The problem:
From the first line to the last, copy the data exactly.

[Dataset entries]
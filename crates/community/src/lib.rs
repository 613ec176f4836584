//! Community domain: users, communities, threads and XP.
//!
//! Commands and queries are descriptors run by the infra executors. Policies
//! and the stats projection consume the outbox those commands write.

pub mod app;
pub mod commands;
pub mod events;
pub mod model;
pub mod policies;
pub mod projections;
pub mod queries;

pub use app::{CommunityApp, WiringError};
pub use commands::{
    AwardOutcome, AwardXp, BanOutcome, BanUser, CommunityCommands, CreateCommunity, CreateThread, DeleteThread,
    JoinCommunity, RegisterUser, RegisteredUser,
};
pub use events::{
    CommunityCreated, CommunityJoined, ThreadCreated, ThreadDeleted, UserBanned, UserRegistered, XpAwarded,
};
pub use model::{CommunityRecord, CommunityStats, ThreadRecord, XpBalance};
pub use policies::{NotifyThreadCreated, ReferralXpPolicy, ThreadXpPolicy};
pub use projections::CommunityStatsProjection;
pub use queries::{
    CommunityQueries, GetCommunityStats, GetUserProfile, ListCommunityMembers, MemberView, UserProfile,
};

Exercise output:
filename crates/community/src/lib.rs
repository 613ec176f4836584
//! Community domain: users, communities, threads and XP.
//!
//! Commands and queries are descriptors run by the infra executors. Policies
//! and the stats projection consume the outbox those commands write.

pub mod app;
pub mod commands;
pub mod events;
pub mod model;
pub mod policies;
pub mod projections;
pub mod queries;

pub use app::{CommunityApp, WiringError};
pub use commands::{
    AwardOutcome, AwardXp, BanOutcome, BanUser, CommunityCommands, CreateCommunity, CreateThread, DeleteThread,
    JoinCommunity, RegisterUser, RegisteredUser,
};
pub use events::{
    CommunityCreated, CommunityJoined, ThreadCreated, ThreadDeleted, UserBanned, UserRegistered, XpAwarded,
};
pub use model::{CommunityRecord, CommunityStats, ThreadRecord, XpBalance};
pub use policies::{NotifyThreadCreated, ReferralXpPolicy, ThreadXpPolicy};
pub use projections::CommunityStatsProjection;
pub use queries::{
    CommunityQueries, GetCommunityStats, GetUserProfile, ListCommunityMembers, MemberView, UserProfile,
};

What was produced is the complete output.